ISSUfatca-taxThe US Foreign Account Tax Compliance Act (FATCA), that is aimed at making sure tax is paid on income generated from wealth parked overseas, has made many US based NRIs consider selling their property in India, fearing that the new information sharing protocol may bring their assets, bank accounts, mutual funds and capital market investments in India under the scanner of US tax authorities.

Under the agreement the US and India will share information about citizens with assets in each other’s countries. At the moment it is not easy for the Indian government to identify property held by NRIs in India but cautious NRIs anticipate that systems will become more robust and details of their assets will be shared with the US, so they want to act before that happens.

Some US NRIs have already begun to seek out agents to help sell their property in India even at discount prices, so as to steer clear of the regulation. Other NRIs are transferring their property to relatives before selling them, in the hope the property will be sold before it is scrutinised by the authorities.
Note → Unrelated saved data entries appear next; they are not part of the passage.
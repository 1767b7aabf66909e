//! Authentication and session management.
//!
//! The session service owns the current-user record: login and registration
//! against the persisted credential table, logout, and watchlist mutation.
//! The session copy and the credential table row are committed together on
//! every watchlist change, so the two persisted representations never
//! diverge (assuming a single writer; the store port has no cross-process
//! locking).

use std::sync::{Arc, RwLock};

use mockable::Clock;
use thiserror::Error;

use super::movie::Movie;
use super::ports::{KeyValueStore, KeyValueStoreError};
use super::user::{CredentialRecord, User, UserId, Watchlist, WatchlistAction};

/// Store key holding the JSON-serialised current session.
pub const SESSION_KEY: &str = "movie-explorer-user";

/// Store key holding the JSON-serialised credential table.
pub const USERS_KEY: &str = "movie-explorer-users";

/// Errors surfaced by [`SessionService`] operations.
///
/// `InvalidCredentials` and `EmailTaken` are logical failures the caller
/// renders to the user; the remaining variants report infrastructure
/// problems.
#[derive(Debug, Clone, PartialEq, Eq, Error)]
pub enum SessionError {
    /// No credential row matched the supplied email and password.
    #[error("invalid email or password")]
    InvalidCredentials,
    /// A credential row with this email already exists.
    #[error("an account with this email already exists")]
    EmailTaken,
    /// The key-value store failed.
    #[error("session store failed: {message}")]
    Store {
        /// Store-supplied failure description.
        message: String,
    },
    /// A persisted blob could not be decoded or re-encoded.
    #[error("persisted records could not be decoded: {message}")]
    Decode {
        /// Serde failure description.
        message: String,
    },
    /// Password hashing or verification failed.
    #[error("credential hashing failed: {message}")]
    Hash {
        /// Hasher failure description.
        message: String,
    },
}

impl SessionError {
    /// Helper for store-level failures.
    pub fn store(message: impl Into<String>) -> Self {
        Self::Store {
            message: message.into(),
        }
    }

    /// Helper for blob decode failures.
    pub fn decode(message: impl Into<String>) -> Self {
        Self::Decode {
            message: message.into(),
        }
    }

    /// Helper for hasher failures.
    pub fn hash(message: impl Into<String>) -> Self {
        Self::Hash {
            message: message.into(),
        }
    }
}

impl From<KeyValueStoreError> for SessionError {
    fn from(error: KeyValueStoreError) -> Self {
        Self::store(error.to_string())
    }
}

/// Session manager over a [`KeyValueStore`].
///
/// Exactly one session is live at a time. The in-memory copy is rehydrated
/// from the session key at construction and kept in step with the store on
/// every mutation.
pub struct SessionService<S> {
    store: Arc<S>,
    clock: Arc<dyn Clock>,
    session: RwLock<Option<User>>,
}

impl<S: KeyValueStore> SessionService<S> {
    /// Build the service, rehydrating any persisted session.
    ///
    /// A present but unparseable session blob is discarded (the visitor
    /// simply starts signed out) rather than treated as an error.
    ///
    /// # Errors
    ///
    /// Returns an error when the store itself fails.
    pub async fn initialise(store: Arc<S>, clock: Arc<dyn Clock>) -> Result<Self, SessionError> {
        let session = store.get(SESSION_KEY).await?.and_then(|raw| {
            serde_json::from_str::<User>(&raw)
                .inspect_err(|error| {
                    tracing::warn!(%error, "stored session blob unreadable; starting signed out");
                })
                .ok()
        });
        Ok(Self {
            store,
            clock,
            session: RwLock::new(session),
        })
    }

    /// The currently authenticated user, if any.
    #[must_use]
    pub fn current_user(&self) -> Option<User> {
        self.session_snapshot().ok().flatten()
    }

    /// Authenticate against the credential table.
    ///
    /// On success the session is created and persisted, and the returned
    /// record carries the stored row's watchlist as of this moment.
    ///
    /// # Errors
    ///
    /// [`SessionError::InvalidCredentials`] when no row matches; store,
    /// decode, and hashing failures are passed through. A failed login
    /// changes no state.
    pub async fn login(&self, email: &str, password: &str) -> Result<User, SessionError> {
        let users = self.load_users().await?;
        let Some(row) = users.iter().find(|row| row.email == email) else {
            return Err(SessionError::InvalidCredentials);
        };
        let verified = bcrypt::verify(password, &row.password_hash)
            .map_err(|error| SessionError::hash(error.to_string()))?;
        if !verified {
            return Err(SessionError::InvalidCredentials);
        }

        let user = row.to_session_user();
        self.persist_session(&user).await?;
        self.replace_session(Some(user.clone()))?;
        tracing::info!(user_id = %user.id, "login succeeded");
        Ok(user)
    }

    /// Register a new account and sign it in.
    ///
    /// The row id is derived from the clock (milliseconds since the epoch),
    /// the password is stored as a bcrypt hash, and the watchlist starts
    /// empty.
    ///
    /// # Errors
    ///
    /// [`SessionError::EmailTaken`] when the email is already registered; in
    /// that case the table is left untouched. Store, decode, and hashing
    /// failures are passed through.
    pub async fn register(
        &self,
        name: &str,
        email: &str,
        password: &str,
    ) -> Result<User, SessionError> {
        let mut users = self.load_users().await?;
        if users.iter().any(|row| row.email == email) {
            return Err(SessionError::EmailTaken);
        }

        let password_hash = bcrypt::hash(password, bcrypt::DEFAULT_COST)
            .map_err(|error| SessionError::hash(error.to_string()))?;
        let record = CredentialRecord {
            id: UserId::from_timestamp_millis(self.clock.utc().timestamp_millis()),
            name: name.to_owned(),
            email: email.to_owned(),
            password_hash,
            watchlist: Watchlist::default(),
        };
        users.push(record.clone());
        self.save_users(&users).await?;

        let user = record.to_session_user();
        self.persist_session(&user).await?;
        self.replace_session(Some(user.clone()))?;
        tracing::info!(user_id = %user.id, "registration succeeded");
        Ok(user)
    }

    /// Sign out unconditionally.
    ///
    /// # Errors
    ///
    /// Returns an error only when removing the session key fails.
    pub async fn logout(&self) -> Result<(), SessionError> {
        self.replace_session(None)?;
        self.store.remove(SESSION_KEY).await?;
        Ok(())
    }

    /// Apply a watchlist mutation for the signed-in user.
    ///
    /// A no-op when signed out. Adding an already-saved movie is idempotent
    /// and performs no writes; removing an absent movie rewrites the
    /// unchanged list, mirroring the remove-by-filter semantics.
    ///
    /// # Errors
    ///
    /// Store and decode failures are passed through.
    pub async fn update_watchlist(
        &self,
        movie: Movie,
        action: WatchlistAction,
    ) -> Result<(), SessionError> {
        let Some(user) = self.session_snapshot()? else {
            return Ok(());
        };

        let mut watchlist = user.watchlist.clone();
        match action {
            WatchlistAction::Add => {
                if !watchlist.add(movie) {
                    return Ok(());
                }
            }
            WatchlistAction::Remove => {
                watchlist.remove(&movie.imdb_id);
            }
        }
        self.commit_watchlist(&user, watchlist).await
    }

    /// Empty the signed-in user's watchlist; a no-op when signed out.
    ///
    /// # Errors
    ///
    /// Store and decode failures are passed through.
    pub async fn clear_watchlist(&self) -> Result<(), SessionError> {
        let Some(user) = self.session_snapshot()? else {
            return Ok(());
        };
        self.commit_watchlist(&user, Watchlist::default()).await
    }

    /// Commit a new watchlist to the session and the credential table as one
    /// operation.
    ///
    /// A session user with no matching table row (inconsistent store) still
    /// gets the session update; only the table write is skipped.
    async fn commit_watchlist(
        &self,
        user: &User,
        watchlist: Watchlist,
    ) -> Result<(), SessionError> {
        let updated = User {
            watchlist: watchlist.clone(),
            ..user.clone()
        };
        self.persist_session(&updated).await?;
        self.replace_session(Some(updated))?;

        let mut users = self.load_users().await?;
        match users.iter().position(|row| row.id == user.id) {
            Some(index) => {
                if let Some(row) = users.get_mut(index) {
                    row.watchlist = watchlist;
                }
                self.save_users(&users).await?;
            }
            None => {
                tracing::warn!(
                    user_id = %user.id,
                    "session user missing from credential table; table update skipped"
                );
            }
        }
        Ok(())
    }

    async fn load_users(&self) -> Result<Vec<CredentialRecord>, SessionError> {
        self.store.get(USERS_KEY).await?.map_or_else(
            || Ok(Vec::new()),
            |raw| {
                serde_json::from_str(&raw)
                    .map_err(|error| SessionError::decode(format!("credential table: {error}")))
            },
        )
    }

    async fn save_users(&self, users: &[CredentialRecord]) -> Result<(), SessionError> {
        let raw = serde_json::to_string(users)
            .map_err(|error| SessionError::decode(format!("credential table: {error}")))?;
        self.store.set(USERS_KEY, &raw).await?;
        Ok(())
    }

    async fn persist_session(&self, user: &User) -> Result<(), SessionError> {
        let raw = serde_json::to_string(user)
            .map_err(|error| SessionError::decode(format!("session record: {error}")))?;
        self.store.set(SESSION_KEY, &raw).await?;
        Ok(())
    }

    fn session_snapshot(&self) -> Result<Option<User>, SessionError> {
        self.session
            .read()
            .map(|guard| guard.clone())
            .map_err(|_| SessionError::store("session lock poisoned"))
    }

    fn replace_session(&self, user: Option<User>) -> Result<(), SessionError> {
        self.session
            .write()
            .map(|mut guard| *guard = user)
            .map_err(|_| SessionError::store("session lock poisoned"))
    }
}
Right now NRIs in the US who declare they were unaware of the liability.are not penalised and they can utilise the IRS amnesty programme that allows taxpayers to return to compliance.

Experts say NRIs are not only selling their property in India, they are also avoiding investing in the country, wary of future complications. Banks too are reluctant to open accounts that will help US NRIs invest in India because it will increase their reporting obligations.